We have a large ASP.NET/C# e-commerce website (over 250k products) that's been around for over 15 years. We have lots of highly customized functionality, including a private subscription area, user-specific features, and custom integrations with other websites and services. It pulls from several different databases, and has several services running independently to do things like building customized data sets and indexes, building caches, and sending user alerts and emails. We also have a very large CDN, and an even larger storage account that hosts several terabytes of our content.

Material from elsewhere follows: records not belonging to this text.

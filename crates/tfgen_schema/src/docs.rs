//! Field descriptions scraped from provider documentation pages.
//!
//! Provider docs list arguments and exported attributes as markdown bullets
//! (``* `name` - (Optional) text``). Those descriptions fill in top-level
//! fields that the schema leaves undocumented.

use std::sync::LazyLock;

use indexmap::IndexMap;
use regex::Regex;
use tracing::{debug, warn};

use crate::model::Object;

pub const ARGUMENTS_DELIMITER: &str = "Reference\n\nThe following arguments are supported:";

pub const ATTRIBUTES_DELIMITER: &str =
    "Reference\n\nIn addition to the Arguments listed above - the following Attributes are exported:";

static FIELD_LINE: LazyLock<Regex> =
    LazyLock::new(|| Regex::new(r"^\* `([^`]*)`(.*)$").expect("field line pattern is valid"));

/// Field name to description, in documentation order.
#[derive(Debug, Clone, Default, PartialEq, Eq)]
pub struct FieldDocs {
    entries: IndexMap<String, String>,
}

impl FieldDocs {
    /// Parse a documentation page. Attribute descriptions take precedence over
    /// argument descriptions of the same name.
    pub fn parse(markdown: &str) -> Self {
        let mut entries = parse_section(markdown, ARGUMENTS_DELIMITER);
        entries.extend(parse_section(markdown, ATTRIBUTES_DELIMITER));
        Self { entries }
    }

    pub fn get(&self, name: &str) -> Option<&str> {
        self.entries.get(name).map(String::as_str)
    }

    pub fn len(&self) -> usize {
        self.entries.len()
    }

    pub fn is_empty(&self) -> bool {
        self.entries.is_empty()
    }

    /// Fill the description of every top-level field that has none.
    pub fn enrich(&self, object: &mut Object) -> usize {
        let mut filled = 0;
        for (name, field) in object.fields.iter_mut() {
            if field.description().is_some() {
                continue;
            }
            if let Some(doc) = self.entries.get(name) {
                field.meta_mut().description = Some(doc.clone());
                filled += 1;
            }
        }
        debug!("Filled {} field descriptions from documentation", filled);
        filled
    }
}

/// Collect bullets from the section following `delimiter` until block
/// definitions start (a line beginning with "A " or "An ").
fn parse_section(markdown: &str, delimiter: &str) -> IndexMap<String, String> {
    let mut docs = IndexMap::new();
    let Some(section) = markdown.split(delimiter).nth(1) else {
        let heading = delimiter.lines().next().unwrap_or(delimiter);
        warn!("Delimiter {} not found in documentation, skipping field extraction", heading);
        return docs;
    };

    for line in section.lines() {
        if let Some(captures) = FIELD_LINE.captures(line) {
            let text = captures[2].trim_matches(|c| c == ' ' || c == '-');
            let text = text.strip_prefix("(Optional) ").unwrap_or(text);
            let text = text.strip_prefix("(Required) ").unwrap_or(text);
            if !text.ends_with("block as defined below.") {
                docs.insert(captures[1].to_string(), text.to_string());
            }
        }
        if line.starts_with("An ") || line.starts_with("A ") {
            break;
        }
    }

    docs
}
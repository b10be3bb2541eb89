//! Autogen configuration loading.
//!
//! A module's `autogen_config.json` names the provider and resource to
//! generate and the per-field policy lists. YAML and TOML are accepted too,
//! chosen by file extension.

use std::fs;
use std::path::Path;

use serde::{Deserialize, Serialize};
use tracing::debug;

use tfgen_schema::{FieldPolicy, FieldsConfig};

use crate::error::{CodegenError, CodegenResult};
use crate::versions::TfProvider;

/// Default configuration file name.
pub const DEFAULT_CONFIG_PATH: &str = "autogen_config.json";

/// Configuration file formats.
#[derive(Debug, Clone, Copy, PartialEq, Eq)]
pub enum ConfigFormat {
    Json,
    Yaml,
    Toml,
}

impl ConfigFormat {
    pub fn from_path(path: &Path) -> Option<Self> {
        match path.extension()?.to_str()?.to_lowercase().as_str() {
            "json" => Some(ConfigFormat::Json),
            "yaml" | "yml" => Some(ConfigFormat::Yaml),
            "toml" => Some(ConfigFormat::Toml),
            _ => None,
        }
    }
}

/// Generation settings for one module.
#[derive(Debug, Clone, PartialEq, Eq, Serialize, Deserialize)]
#[serde(deny_unknown_fields)]
pub struct AutogenConfig {
    /// Provider registry address, e.g. `hashicorp/google`.
    pub provider: String,
    /// Resource type, e.g. `google_cloud_run_v2_service`.
    pub resource: String,
    #[serde(default)]
    pub fields: FieldsConfig,
    /// Extra providers pinned in `versions.tf`.
    #[serde(default)]
    pub additional_providers: Vec<TfProvider>,
}

impl AutogenConfig {
    pub fn new(provider: impl Into<String>, resource: impl Into<String>) -> Self {
        Self {
            provider: provider.into(),
            resource: resource.into(),
            fields: FieldsConfig::default(),
            additional_providers: Vec::new(),
        }
    }

    /// Load and validate a configuration file.
    pub fn load(path: impl AsRef<Path>) -> CodegenResult<Self> {
        let path = path.as_ref();
        debug!("Reading autogen config from {:?}", path);

        let format = ConfigFormat::from_path(path)
            .ok_or_else(|| CodegenError::UnsupportedConfigFormat(path.to_path_buf()))?;
        let content = fs::read_to_string(path)?;
        Self::parse(&content, format)
    }

    /// Parse and validate configuration text.
    pub fn parse(content: &str, format: ConfigFormat) -> CodegenResult<Self> {
        let config: AutogenConfig = match format {
            ConfigFormat::Json => serde_json::from_str(content)?,
            ConfigFormat::Yaml => serde_yaml::from_str(content)?,
            ConfigFormat::Toml => toml::from_str(content)?,
        };
        config.validate()?;
        Ok(config)
    }

    pub fn validate(&self) -> CodegenResult<()> {
        validate_provider_name(&self.provider)?;
        for provider in &self.additional_providers {
            validate_provider_name(&provider.name)?;
        }
        if self.resource.trim().is_empty() {
            return Err(CodegenError::InvalidConfig("resource must not be empty".to_string()));
        }
        self.field_policy()?;
        Ok(())
    }

    pub fn field_policy(&self) -> CodegenResult<FieldPolicy> {
        Ok(FieldPolicy::new(&self.fields)?)
    }

    /// Primary provider at `version` followed by the additional providers.
    pub fn providers(&self, version: impl Into<String>) -> Vec<TfProvider> {
        let mut providers = vec![TfProvider::new(self.provider.clone(), version)];
        providers.extend(self.additional_providers.iter().cloned());
        providers
    }
}

fn validate_provider_name(name: &str) -> CodegenResult<()> {
    match name.split_once('/') {
        Some((publisher, provider))
            if !publisher.is_empty() && !provider.is_empty() && !provider.contains('/') =>
        {
            Ok(())
        }
        _ => Err(CodegenError::InvalidConfig(format!(
            "provider '{}' must be written as <publisher>/<name>",
            name
        ))),
    }
}
//! Terraform and provider version constraints.

use std::fs;
use std::path::Path;

use serde::{Deserialize, Serialize};
use tracing::{debug, info};

use crate::error::{CodegenError, CodegenResult};
use crate::fragment::{join_sections, Fragment};
use crate::generator::{DO_NOT_EDIT_HEADER, VERSIONS_FILE};

/// Minimum Terraform version required by generated modules.
pub const REQUIRED_TERRAFORM_VERSION: &str = "1.5.0";

/// A provider pinned to a minimum version.
#[derive(Debug, Clone, PartialEq, Eq, Serialize, Deserialize)]
#[serde(deny_unknown_fields)]
pub struct TfProvider {
    /// Registry address, e.g. `hashicorp/google`.
    pub name: String,
    pub version: String,
}

impl TfProvider {
    pub fn new(name: impl Into<String>, version: impl Into<String>) -> Self {
        Self {
            name: name.into(),
            version: version.into(),
        }
    }

    /// Local name used in `required_providers`, e.g. `google`.
    pub fn local_name(&self) -> &str {
        self.name.rsplit('/').next().unwrap_or(&self.name)
    }
}

/// One entry of a registry `/v1/providers/<name>/versions` response.
#[derive(Debug, Clone, PartialEq, Eq, Serialize, Deserialize)]
pub struct RegistryVersion {
    pub version: String,
}

/// Registry `/v1/providers/<name>/versions` response.
#[derive(Debug, Clone, Default, PartialEq, Eq, Serialize, Deserialize)]
pub struct RegistryVersions {
    #[serde(default)]
    pub versions: Vec<RegistryVersion>,
}

impl RegistryVersions {
    pub fn from_json(content: &str) -> CodegenResult<Self> {
        Ok(serde_json::from_str(content)?)
    }
}

fn numeric_parts(version: &str) -> Option<Vec<u64>> {
    version.split('.').map(|part| part.parse().ok()).collect()
}

/// Highest purely numeric version, compared component by component.
/// Pre-release versions are ignored.
pub fn latest_version(provider: &str, versions: &[RegistryVersion]) -> CodegenResult<String> {
    versions
        .iter()
        .filter_map(|entry| numeric_parts(&entry.version))
        .max()
        .map(|parts| {
            parts
                .iter()
                .map(u64::to_string)
                .collect::<Vec<_>>()
                .join(".")
        })
        .ok_or_else(|| CodegenError::NoProviderVersions(provider.to_string()))
}

/// Render `versions.tf` for the given providers, primary provider first.
pub fn render_versions_file(providers: &[TfProvider]) -> String {
    let mut required = Fragment::new();
    for provider in providers {
        let mut entry = Fragment::line(format!("source  = \"{}\"", provider.name));
        entry.push(format!("version = \">= {}\"", provider.version));
        required.append(Fragment::block(format!("{} =", provider.local_name()), entry));
    }

    let mut terraform = Fragment::line(format!(
        "required_version = \">= {}\"",
        REQUIRED_TERRAFORM_VERSION
    ));
    terraform.push("");
    terraform.append(Fragment::block("required_providers", required));

    join_sections([
        DO_NOT_EDIT_HEADER.to_string(),
        Fragment::block("terraform", terraform).render(),
    ])
}

/// Write `versions.tf` into `dir` when its content changes.
///
/// Returns whether the file was written.
pub fn update_versions_file(dir: &Path, providers: &[TfProvider]) -> CodegenResult<bool> {
    let path = dir.join(VERSIONS_FILE);
    let content = render_versions_file(providers);

    if path.exists() && fs::read_to_string(&path)? == content {
        debug!("{:?} is up to date", path);
        return Ok(false);
    }

    fs::create_dir_all(dir)?;
    fs::write(&path, content)?;
    info!("Updated {:?}", path);
    Ok(true)
}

The company owner "wants the entire website moved to a CMS." I don't want to mention any specific names, but the one he has in mind is like WordPress but more industry-specific, and they claim to "solve the problems of WordPress." His reasoning is: "it's insanity to have an in-house team doing all this stuff, everything needs to be outsourced," and "I talked to [executive tech person] from [Company X] and he says they outsource everything."
I already have a list a mile long of technical reasons why I think this is a bad idea, but here's my dilemma: The CMS he wants to use has a list of their clients on their home page, and some of those clients are in the same industry as us and are larger companies. Whatever technical reasons I use to discourage a migration will be met with: "[Company X] uses [CMS website] so we can too. Just do what they're doing."
First question: Are large companies running e-commerce websites with high degrees of customization using 3rd party CMS hosts? For example: Take any household name company that has a storefront with over 250k products and/or a private subscription area - are any of them running all of that on basically a juiced-up WordPress?
I don't feel the client list of the CMS website he wants to migrate to is honestly representing the capacity/extent the clients are using their service. Maybe I'm just getting old and falling behind, but it seems incomprehensible to me how a large, robust website of really any type could run on a CMS host. Maybe these companies are using them for smaller things that are in a silo, like static informational pages or blogs, but I can't imagine they're running everything they have on them. Am I wrong?
Second question: If I start rattling off technical reasons for why this won't work it's just going to be seen as me complaining and getting in the way on the basis that "[Company X] does it, so we should also be able to do it," so what's the strongest argument I can make that will appeal to a non-technical owner?